*** Given entries ***
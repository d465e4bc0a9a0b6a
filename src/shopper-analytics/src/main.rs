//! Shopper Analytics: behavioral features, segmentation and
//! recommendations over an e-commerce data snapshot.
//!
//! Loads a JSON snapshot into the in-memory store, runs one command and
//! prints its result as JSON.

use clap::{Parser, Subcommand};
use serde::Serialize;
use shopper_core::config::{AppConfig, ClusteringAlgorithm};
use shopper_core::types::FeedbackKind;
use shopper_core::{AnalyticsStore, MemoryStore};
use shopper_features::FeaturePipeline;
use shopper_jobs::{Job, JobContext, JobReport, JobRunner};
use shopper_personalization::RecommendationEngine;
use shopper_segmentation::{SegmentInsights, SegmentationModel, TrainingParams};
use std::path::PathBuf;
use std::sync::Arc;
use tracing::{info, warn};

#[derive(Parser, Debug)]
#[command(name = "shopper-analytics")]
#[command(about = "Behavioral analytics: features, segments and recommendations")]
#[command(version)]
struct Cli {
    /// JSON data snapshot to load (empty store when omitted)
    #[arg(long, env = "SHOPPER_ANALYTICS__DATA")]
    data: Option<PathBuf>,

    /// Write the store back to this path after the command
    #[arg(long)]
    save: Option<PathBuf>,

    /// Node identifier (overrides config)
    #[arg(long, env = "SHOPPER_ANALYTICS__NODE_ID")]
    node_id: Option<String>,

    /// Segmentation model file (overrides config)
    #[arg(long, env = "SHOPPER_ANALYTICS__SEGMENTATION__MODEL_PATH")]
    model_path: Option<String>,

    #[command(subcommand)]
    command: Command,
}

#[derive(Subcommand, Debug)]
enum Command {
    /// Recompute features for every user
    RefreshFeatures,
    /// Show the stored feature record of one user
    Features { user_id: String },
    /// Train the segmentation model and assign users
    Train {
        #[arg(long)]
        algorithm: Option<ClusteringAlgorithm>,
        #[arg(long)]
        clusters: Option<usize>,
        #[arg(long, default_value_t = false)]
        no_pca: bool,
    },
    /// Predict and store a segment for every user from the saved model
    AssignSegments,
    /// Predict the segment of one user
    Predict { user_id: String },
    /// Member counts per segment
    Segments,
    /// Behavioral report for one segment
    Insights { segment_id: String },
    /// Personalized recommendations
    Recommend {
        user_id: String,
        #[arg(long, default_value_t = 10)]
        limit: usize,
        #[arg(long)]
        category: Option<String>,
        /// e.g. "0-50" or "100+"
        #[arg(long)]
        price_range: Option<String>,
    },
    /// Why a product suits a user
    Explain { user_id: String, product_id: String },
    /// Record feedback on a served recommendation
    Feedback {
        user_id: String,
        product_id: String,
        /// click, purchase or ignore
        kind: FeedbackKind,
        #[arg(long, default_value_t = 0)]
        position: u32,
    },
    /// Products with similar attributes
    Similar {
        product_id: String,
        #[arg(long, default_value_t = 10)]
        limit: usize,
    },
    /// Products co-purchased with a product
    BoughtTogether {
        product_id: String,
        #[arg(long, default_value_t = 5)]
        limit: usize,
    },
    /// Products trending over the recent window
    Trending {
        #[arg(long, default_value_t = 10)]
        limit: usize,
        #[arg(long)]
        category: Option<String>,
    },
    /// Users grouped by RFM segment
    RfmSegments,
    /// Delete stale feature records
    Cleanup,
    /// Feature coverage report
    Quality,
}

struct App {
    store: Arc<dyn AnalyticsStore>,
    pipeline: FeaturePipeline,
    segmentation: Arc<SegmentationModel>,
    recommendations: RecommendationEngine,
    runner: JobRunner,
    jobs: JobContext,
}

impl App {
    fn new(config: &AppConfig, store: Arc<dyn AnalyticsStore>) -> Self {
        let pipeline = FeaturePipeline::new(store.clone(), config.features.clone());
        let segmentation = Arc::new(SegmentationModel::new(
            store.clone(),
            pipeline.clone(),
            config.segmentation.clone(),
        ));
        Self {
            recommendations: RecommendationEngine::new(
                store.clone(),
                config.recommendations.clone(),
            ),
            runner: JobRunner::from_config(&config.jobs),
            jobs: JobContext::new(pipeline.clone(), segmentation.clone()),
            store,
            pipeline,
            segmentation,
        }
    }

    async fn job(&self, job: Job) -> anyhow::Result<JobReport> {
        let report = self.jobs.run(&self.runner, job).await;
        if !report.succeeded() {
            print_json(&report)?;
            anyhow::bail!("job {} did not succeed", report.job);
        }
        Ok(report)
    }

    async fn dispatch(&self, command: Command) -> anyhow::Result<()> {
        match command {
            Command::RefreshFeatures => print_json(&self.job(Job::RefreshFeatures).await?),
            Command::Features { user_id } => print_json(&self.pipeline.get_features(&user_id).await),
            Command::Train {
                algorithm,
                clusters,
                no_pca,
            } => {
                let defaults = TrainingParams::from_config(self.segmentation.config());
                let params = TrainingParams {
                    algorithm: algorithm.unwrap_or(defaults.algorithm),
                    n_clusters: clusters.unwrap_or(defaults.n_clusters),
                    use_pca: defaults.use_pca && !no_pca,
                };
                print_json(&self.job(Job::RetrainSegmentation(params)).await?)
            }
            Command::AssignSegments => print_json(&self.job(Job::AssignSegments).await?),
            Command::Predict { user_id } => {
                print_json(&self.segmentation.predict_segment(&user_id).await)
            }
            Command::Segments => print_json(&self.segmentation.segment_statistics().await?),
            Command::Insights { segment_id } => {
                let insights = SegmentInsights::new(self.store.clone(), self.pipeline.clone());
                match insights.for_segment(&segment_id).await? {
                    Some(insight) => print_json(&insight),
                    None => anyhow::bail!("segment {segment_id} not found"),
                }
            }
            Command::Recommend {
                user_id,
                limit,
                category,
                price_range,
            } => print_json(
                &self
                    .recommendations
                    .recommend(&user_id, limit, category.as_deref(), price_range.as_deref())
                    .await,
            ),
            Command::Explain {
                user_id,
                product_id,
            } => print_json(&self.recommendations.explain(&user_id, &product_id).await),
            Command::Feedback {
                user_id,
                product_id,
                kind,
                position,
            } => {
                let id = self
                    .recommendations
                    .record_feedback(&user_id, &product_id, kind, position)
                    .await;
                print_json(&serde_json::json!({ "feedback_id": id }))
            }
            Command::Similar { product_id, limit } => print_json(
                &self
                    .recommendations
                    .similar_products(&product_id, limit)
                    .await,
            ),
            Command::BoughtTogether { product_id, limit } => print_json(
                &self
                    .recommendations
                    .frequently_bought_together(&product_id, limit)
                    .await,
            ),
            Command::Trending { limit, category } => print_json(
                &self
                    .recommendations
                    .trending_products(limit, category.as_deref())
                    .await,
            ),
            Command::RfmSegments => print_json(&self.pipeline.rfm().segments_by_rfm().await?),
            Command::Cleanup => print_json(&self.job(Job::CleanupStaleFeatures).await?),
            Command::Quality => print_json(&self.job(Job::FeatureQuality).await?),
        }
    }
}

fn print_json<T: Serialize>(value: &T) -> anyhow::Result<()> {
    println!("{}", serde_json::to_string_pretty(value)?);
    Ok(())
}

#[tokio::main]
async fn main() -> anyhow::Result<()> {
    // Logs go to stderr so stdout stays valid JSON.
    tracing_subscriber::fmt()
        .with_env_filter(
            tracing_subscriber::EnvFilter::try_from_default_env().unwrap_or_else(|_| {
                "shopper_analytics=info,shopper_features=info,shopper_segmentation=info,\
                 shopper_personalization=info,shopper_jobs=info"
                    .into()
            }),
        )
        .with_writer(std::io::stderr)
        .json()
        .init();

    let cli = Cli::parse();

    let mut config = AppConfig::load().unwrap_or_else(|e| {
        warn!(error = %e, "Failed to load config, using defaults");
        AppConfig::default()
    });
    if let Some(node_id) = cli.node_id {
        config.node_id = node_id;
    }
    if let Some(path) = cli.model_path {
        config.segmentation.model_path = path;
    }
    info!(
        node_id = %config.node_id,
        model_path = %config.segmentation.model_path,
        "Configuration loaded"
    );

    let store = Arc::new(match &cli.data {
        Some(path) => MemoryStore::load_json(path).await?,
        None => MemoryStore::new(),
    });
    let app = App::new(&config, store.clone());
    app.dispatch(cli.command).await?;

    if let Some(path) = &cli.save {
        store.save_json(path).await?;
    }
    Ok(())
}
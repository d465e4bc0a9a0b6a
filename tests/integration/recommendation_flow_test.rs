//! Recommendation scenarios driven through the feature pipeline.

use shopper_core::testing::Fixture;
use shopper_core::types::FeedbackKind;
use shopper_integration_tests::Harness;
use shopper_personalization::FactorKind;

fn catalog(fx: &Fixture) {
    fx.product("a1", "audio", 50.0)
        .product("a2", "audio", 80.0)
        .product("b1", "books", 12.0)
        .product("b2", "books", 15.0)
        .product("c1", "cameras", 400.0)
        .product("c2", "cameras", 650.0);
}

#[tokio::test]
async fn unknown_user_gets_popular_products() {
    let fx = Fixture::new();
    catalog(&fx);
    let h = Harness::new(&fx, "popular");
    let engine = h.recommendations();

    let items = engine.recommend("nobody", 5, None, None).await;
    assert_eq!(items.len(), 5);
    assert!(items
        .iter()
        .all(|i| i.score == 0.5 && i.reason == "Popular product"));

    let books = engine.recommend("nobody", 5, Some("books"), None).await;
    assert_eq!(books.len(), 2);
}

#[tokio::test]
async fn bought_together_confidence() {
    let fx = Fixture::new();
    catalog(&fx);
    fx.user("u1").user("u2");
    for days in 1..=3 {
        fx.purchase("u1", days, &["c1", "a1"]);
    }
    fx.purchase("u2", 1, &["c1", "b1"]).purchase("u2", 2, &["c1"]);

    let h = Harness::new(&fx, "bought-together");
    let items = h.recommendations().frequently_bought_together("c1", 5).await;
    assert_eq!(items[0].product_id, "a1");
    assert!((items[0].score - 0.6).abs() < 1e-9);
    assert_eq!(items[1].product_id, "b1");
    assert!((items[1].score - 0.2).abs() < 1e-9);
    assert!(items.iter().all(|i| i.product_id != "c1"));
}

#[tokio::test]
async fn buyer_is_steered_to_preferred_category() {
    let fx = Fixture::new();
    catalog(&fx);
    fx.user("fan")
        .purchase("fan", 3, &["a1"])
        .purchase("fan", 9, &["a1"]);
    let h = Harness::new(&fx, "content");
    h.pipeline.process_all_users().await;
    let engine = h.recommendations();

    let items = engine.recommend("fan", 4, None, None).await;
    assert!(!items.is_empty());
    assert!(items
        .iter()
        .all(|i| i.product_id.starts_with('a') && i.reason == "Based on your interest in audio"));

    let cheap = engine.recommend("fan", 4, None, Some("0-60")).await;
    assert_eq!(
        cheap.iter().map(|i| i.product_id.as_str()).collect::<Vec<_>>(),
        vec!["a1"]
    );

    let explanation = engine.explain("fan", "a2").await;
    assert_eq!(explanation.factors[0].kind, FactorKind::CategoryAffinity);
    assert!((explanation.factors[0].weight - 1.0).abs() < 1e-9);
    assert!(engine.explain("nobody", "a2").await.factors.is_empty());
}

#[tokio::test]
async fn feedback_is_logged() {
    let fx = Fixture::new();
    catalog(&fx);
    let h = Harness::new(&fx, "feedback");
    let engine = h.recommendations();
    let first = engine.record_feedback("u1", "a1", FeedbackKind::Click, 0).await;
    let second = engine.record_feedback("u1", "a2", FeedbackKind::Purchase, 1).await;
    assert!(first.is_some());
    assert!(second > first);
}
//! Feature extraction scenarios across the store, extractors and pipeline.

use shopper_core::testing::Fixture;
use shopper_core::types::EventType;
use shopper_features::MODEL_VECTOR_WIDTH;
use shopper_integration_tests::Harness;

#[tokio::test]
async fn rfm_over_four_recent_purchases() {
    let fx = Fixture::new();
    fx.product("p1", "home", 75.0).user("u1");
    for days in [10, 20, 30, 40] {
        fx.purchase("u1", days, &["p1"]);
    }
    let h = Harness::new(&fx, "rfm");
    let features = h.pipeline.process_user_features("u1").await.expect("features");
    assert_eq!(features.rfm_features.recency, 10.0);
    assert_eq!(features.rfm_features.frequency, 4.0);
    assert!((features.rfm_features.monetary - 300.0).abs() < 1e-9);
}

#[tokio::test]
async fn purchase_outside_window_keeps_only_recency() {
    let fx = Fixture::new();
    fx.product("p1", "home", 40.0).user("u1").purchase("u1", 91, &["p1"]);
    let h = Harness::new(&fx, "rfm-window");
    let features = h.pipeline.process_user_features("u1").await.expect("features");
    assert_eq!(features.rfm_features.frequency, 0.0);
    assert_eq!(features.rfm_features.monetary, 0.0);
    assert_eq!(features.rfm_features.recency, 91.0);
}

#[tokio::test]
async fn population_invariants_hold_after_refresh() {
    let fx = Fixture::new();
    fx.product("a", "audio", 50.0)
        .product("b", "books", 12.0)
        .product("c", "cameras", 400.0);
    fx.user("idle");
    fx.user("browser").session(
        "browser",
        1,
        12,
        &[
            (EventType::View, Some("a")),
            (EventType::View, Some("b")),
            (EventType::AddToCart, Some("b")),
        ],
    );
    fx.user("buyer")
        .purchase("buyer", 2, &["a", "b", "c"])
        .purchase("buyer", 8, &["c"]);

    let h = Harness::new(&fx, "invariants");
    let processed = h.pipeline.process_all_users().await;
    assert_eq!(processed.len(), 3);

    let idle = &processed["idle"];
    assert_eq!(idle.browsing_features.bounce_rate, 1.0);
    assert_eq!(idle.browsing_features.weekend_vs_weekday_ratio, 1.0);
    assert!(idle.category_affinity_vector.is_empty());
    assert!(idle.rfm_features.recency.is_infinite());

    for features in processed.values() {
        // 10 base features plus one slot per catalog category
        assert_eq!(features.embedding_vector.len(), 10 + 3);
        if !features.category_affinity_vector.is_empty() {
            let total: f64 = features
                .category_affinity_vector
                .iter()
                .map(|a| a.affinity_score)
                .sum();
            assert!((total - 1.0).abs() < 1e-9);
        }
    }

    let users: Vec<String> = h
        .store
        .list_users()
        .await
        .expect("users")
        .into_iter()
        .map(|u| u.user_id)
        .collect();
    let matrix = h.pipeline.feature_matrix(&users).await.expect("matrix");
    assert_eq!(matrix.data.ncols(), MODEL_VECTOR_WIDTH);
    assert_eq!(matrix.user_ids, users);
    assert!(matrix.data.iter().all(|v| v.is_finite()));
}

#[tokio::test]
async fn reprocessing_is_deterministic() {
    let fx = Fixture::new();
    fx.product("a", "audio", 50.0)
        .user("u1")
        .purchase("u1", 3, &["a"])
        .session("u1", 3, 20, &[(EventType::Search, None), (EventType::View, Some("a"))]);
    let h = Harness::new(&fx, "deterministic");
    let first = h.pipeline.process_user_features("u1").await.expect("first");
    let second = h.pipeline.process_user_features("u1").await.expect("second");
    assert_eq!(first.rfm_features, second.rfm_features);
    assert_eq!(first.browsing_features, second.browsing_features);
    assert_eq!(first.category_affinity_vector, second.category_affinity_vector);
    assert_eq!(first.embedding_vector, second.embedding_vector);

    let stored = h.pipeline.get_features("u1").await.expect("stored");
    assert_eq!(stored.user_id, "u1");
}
*** End of Given entries ***
• **Problem details**
In the records, how many lines have the word "RfmSegments" in them? Only the number is needed.

• **Answer for the task**
2